The Wnt/β-catenin signaling pathway mechanism for pancreatic cancer chemoresistance in a three-dimensional cancer microenvironment.

β-catenin is a key protein that is encoded by the gene in the Wnt signaling pathway. This study investigated the associations between β-catenin expression and implications for the efficacy of gemcitabine on pancreatic cancer cells in a three-dimensional (3-D) cancer microenvironment. For low β-catenin expression pancreatic carcinoma cells, the inhibition rates (IRs) for low, middle, and high doses of gemcitabine were 0.615 ± 0.079, 0.691 ± 0.093, and 0.765 ± 0.061, respectively. For the high β-catenin expression pancreatic carcinoma cells, the IRs for the same doses were 0.325 ± 0.072, 0.453 ± 0.075, and 0.537 ± 0.056, respectively.
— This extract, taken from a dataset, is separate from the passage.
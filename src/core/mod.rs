pub mod config;
pub mod point;
pub mod viewport;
Additionally, the evaluation of β-catenin immunoreactivity in 31 pancreatic cancer patients revealed that the low β-catenin protein expression group had significantly longer overall survival (OS) and disease free survival (DFS) than the high β-catenin protein group (P < 0.05). Overall, β-catenin protein expression levels were significantly correlated to gemcitabine sensitivity in seven pancreatic carcinoma cell lines in the 3-D cancer microenvironment. These data suggest that large-scale clinical studies are warranted to assess the role of the Wnt/β-catenin signaling pathway on β-catenin protein expression and chemosensitivity to gemcitabine in pancreatic cancer.